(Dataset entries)

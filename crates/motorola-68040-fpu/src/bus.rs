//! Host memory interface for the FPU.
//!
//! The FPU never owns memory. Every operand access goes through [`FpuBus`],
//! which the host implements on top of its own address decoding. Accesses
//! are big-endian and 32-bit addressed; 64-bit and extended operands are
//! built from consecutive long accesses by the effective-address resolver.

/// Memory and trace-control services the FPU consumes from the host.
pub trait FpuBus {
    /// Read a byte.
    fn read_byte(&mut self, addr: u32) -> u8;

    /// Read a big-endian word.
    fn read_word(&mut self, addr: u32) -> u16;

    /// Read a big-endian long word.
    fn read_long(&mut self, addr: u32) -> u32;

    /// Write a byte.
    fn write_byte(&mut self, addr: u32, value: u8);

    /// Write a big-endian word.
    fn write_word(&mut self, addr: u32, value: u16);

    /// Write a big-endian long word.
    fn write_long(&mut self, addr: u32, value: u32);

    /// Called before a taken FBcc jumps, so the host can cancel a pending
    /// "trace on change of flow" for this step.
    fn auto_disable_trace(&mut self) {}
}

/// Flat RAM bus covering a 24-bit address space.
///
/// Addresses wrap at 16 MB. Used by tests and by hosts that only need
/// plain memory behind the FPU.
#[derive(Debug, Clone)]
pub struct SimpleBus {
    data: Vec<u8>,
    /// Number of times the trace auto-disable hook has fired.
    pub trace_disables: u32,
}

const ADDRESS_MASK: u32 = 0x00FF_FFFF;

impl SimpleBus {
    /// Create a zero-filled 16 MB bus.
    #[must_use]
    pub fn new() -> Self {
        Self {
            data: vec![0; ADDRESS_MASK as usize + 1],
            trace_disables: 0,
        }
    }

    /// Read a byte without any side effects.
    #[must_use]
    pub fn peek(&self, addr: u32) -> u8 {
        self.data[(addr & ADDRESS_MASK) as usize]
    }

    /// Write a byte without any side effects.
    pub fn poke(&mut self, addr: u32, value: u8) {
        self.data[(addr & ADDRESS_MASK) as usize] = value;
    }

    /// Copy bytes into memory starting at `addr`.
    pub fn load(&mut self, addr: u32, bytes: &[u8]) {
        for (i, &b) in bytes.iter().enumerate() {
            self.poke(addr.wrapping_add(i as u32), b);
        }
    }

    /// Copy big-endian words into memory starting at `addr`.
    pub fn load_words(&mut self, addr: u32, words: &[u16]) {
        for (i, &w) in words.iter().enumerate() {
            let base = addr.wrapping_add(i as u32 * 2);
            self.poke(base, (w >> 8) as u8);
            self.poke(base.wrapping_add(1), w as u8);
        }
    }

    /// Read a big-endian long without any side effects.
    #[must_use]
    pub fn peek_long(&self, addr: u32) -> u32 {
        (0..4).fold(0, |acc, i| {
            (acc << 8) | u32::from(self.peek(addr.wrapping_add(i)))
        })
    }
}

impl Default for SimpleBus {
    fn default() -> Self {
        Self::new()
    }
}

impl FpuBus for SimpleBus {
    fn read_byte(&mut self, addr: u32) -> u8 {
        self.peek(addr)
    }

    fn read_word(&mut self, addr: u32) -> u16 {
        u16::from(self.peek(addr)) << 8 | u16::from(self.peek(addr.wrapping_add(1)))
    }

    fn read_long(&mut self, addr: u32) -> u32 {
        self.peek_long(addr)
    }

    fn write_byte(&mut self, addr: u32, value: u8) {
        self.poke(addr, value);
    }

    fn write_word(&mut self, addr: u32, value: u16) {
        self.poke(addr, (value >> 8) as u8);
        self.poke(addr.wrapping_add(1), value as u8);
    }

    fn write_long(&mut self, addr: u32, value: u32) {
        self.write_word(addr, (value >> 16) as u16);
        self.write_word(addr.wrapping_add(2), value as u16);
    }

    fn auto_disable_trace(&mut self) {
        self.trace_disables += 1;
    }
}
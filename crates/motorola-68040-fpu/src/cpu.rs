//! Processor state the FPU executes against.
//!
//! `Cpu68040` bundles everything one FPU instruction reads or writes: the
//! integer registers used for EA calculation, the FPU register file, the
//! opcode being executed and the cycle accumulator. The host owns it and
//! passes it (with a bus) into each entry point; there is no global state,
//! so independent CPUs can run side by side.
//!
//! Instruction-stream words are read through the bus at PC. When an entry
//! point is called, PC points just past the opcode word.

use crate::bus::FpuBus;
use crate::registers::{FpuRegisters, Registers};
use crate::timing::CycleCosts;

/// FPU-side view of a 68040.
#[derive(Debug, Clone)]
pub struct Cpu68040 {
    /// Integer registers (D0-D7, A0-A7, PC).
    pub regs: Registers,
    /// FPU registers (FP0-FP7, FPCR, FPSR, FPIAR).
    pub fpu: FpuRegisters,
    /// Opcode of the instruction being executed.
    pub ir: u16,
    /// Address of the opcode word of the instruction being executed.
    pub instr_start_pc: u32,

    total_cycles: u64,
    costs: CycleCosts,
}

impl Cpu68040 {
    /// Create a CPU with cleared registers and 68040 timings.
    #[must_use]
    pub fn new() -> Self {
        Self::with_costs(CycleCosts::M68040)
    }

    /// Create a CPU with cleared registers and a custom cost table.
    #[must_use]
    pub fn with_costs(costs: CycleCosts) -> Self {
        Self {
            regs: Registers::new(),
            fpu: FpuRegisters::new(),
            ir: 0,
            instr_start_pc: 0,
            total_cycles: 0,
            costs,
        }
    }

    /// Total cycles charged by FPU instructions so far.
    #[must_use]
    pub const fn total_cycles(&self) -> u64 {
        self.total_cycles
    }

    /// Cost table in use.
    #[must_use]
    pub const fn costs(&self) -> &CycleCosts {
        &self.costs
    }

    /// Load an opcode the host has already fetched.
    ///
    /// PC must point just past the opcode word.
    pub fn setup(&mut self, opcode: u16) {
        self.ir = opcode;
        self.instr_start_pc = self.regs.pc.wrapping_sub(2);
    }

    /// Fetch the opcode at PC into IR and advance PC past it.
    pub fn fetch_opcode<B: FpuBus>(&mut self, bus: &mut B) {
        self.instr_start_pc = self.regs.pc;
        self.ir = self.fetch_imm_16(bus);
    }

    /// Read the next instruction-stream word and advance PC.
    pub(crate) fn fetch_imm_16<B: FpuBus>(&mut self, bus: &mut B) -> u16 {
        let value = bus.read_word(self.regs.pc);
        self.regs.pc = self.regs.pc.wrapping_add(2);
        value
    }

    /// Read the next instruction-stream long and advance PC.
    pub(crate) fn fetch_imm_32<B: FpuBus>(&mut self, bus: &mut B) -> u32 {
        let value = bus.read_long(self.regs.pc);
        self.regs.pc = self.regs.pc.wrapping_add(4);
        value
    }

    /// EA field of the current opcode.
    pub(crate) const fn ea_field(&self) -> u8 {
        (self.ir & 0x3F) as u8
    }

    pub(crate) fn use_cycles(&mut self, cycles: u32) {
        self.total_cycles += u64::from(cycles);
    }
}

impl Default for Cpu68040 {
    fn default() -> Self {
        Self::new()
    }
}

...

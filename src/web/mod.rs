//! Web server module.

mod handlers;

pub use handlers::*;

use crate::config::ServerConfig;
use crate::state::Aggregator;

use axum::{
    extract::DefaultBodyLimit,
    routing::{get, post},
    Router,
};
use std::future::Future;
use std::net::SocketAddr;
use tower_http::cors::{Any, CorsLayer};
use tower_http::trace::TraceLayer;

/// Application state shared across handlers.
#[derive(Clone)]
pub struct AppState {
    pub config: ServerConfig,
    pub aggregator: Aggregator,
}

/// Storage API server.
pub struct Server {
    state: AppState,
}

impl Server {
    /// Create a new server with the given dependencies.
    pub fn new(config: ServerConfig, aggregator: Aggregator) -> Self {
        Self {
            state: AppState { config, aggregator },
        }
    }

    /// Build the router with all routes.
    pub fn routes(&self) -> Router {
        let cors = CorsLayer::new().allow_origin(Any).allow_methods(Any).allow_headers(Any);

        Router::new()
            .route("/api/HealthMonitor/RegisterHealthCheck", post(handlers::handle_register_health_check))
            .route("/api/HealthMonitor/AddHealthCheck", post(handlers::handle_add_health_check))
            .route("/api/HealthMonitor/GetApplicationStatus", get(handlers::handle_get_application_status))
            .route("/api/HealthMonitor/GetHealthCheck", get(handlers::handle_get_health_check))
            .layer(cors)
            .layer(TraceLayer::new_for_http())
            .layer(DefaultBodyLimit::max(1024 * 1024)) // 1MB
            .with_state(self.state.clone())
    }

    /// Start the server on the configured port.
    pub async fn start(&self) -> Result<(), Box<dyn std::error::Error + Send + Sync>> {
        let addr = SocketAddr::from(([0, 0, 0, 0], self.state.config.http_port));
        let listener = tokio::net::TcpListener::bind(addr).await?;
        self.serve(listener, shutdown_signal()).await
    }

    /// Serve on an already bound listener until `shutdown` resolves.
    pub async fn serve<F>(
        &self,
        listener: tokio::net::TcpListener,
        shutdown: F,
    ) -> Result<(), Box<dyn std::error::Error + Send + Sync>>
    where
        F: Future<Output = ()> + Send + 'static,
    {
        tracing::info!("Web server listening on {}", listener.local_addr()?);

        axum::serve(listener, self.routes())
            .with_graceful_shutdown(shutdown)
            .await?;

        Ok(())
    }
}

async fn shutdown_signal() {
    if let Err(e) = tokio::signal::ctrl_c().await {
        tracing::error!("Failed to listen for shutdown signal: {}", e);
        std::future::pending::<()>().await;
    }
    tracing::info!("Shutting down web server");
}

* * *

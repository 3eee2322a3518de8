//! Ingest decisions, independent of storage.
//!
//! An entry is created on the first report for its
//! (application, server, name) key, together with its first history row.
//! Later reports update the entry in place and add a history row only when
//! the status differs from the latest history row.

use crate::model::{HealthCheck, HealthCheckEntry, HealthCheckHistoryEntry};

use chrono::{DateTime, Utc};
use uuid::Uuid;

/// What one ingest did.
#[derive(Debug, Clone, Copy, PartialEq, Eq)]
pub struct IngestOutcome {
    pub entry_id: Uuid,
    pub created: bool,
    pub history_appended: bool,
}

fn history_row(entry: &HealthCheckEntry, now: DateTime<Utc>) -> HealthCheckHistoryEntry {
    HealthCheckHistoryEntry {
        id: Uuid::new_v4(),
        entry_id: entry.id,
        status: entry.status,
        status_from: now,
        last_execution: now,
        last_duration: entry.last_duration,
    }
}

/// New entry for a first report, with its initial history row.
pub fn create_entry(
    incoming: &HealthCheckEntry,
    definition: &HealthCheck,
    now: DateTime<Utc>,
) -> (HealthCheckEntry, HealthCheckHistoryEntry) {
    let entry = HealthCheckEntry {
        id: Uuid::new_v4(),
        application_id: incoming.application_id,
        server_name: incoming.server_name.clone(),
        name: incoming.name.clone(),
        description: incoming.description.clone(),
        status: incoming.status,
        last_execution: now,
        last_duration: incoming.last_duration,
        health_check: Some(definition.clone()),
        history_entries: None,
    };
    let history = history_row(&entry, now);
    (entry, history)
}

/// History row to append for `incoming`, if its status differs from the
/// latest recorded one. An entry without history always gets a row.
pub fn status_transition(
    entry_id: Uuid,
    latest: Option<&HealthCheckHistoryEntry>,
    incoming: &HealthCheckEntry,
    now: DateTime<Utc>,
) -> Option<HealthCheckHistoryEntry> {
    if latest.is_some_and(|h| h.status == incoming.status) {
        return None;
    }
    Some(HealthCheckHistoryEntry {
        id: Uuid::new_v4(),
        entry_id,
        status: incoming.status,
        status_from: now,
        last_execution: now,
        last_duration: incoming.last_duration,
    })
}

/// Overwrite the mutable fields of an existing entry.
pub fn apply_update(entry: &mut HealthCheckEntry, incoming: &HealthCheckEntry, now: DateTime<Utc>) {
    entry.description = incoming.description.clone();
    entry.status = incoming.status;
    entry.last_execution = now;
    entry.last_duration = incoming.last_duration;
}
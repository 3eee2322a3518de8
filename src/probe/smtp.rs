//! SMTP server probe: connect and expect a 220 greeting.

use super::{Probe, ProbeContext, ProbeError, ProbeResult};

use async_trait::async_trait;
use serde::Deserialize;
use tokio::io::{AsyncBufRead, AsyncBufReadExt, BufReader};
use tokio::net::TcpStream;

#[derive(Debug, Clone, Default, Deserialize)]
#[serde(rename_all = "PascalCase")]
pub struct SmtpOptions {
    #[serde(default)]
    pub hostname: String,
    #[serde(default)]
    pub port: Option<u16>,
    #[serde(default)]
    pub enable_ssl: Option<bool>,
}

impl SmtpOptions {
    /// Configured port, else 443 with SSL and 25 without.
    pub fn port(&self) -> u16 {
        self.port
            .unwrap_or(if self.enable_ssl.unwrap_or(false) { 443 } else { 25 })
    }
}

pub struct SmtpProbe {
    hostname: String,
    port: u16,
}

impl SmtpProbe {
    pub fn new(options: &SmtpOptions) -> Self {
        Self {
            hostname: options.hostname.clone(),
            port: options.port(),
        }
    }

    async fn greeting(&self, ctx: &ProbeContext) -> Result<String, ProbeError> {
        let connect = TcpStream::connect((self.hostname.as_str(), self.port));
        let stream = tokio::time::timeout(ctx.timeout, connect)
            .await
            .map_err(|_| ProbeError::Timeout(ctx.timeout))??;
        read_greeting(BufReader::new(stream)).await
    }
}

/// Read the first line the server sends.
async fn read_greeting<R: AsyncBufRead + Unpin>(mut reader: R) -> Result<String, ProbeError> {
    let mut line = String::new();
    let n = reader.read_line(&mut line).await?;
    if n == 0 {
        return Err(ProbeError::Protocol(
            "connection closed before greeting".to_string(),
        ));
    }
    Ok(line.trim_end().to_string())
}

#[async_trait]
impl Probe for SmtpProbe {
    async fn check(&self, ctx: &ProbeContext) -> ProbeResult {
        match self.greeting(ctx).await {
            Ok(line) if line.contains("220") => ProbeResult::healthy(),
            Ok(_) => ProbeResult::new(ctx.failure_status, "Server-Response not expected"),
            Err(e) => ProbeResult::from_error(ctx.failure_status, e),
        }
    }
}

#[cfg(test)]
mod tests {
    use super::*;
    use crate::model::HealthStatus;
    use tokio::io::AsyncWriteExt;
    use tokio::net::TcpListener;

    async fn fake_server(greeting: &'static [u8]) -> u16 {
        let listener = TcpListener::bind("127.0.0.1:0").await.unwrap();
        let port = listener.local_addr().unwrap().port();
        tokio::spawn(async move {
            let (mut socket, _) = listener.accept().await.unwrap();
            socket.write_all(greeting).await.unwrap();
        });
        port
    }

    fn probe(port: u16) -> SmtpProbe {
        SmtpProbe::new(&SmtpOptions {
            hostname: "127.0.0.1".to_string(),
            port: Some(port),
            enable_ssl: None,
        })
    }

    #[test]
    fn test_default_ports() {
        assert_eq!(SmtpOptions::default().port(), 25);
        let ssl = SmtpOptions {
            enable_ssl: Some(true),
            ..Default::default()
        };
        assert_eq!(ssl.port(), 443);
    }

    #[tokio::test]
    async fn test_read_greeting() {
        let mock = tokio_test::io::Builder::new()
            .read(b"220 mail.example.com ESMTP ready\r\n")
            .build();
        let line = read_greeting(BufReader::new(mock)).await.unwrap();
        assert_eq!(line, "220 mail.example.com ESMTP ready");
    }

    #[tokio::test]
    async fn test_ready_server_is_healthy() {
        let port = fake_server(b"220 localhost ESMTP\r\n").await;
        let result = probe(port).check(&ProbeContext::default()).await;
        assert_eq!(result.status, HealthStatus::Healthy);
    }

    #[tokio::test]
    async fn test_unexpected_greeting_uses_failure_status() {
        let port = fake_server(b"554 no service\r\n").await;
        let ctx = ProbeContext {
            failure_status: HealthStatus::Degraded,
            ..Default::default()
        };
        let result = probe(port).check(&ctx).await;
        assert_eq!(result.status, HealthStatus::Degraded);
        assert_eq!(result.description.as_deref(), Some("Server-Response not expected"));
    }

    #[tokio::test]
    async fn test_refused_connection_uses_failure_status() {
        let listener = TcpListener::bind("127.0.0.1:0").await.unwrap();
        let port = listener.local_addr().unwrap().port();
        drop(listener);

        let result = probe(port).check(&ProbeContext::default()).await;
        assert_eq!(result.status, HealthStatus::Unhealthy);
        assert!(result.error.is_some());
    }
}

▸ Assigned task: Retype the records above, but only those lines that fall between the line containing "register file, the" and the line containing "and 68040 timings.", with both of those lines included, exactly as written.

▸ Written solution:
//! integer registers used for EA calculation, the FPU register file, the
//! opcode being executed and the cycle accumulator. The host owns it and
//! passes it (with a bus) into each entry point; there is no global state,
//! so independent CPUs can run side by side.
//!
//! Instruction-stream words are read through the bus at PC. When an entry
//! point is called, PC points just past the opcode word.

use crate::bus::FpuBus;
use crate::registers::{FpuRegisters, Registers};
use crate::timing::CycleCosts;

/// FPU-side view of a 68040.
#[derive(Debug, Clone)]
pub struct Cpu68040 {
    /// Integer registers (D0-D7, A0-A7, PC).
    pub regs: Registers,
    /// FPU registers (FP0-FP7, FPCR, FPSR, FPIAR).
    pub fpu: FpuRegisters,
    /// Opcode of the instruction being executed.
    pub ir: u16,
    /// Address of the opcode word of the instruction being executed.
    pub instr_start_pc: u32,

    total_cycles: u64,
    costs: CycleCosts,
}

impl Cpu68040 {
    /// Create a CPU with cleared registers and 68040 timings.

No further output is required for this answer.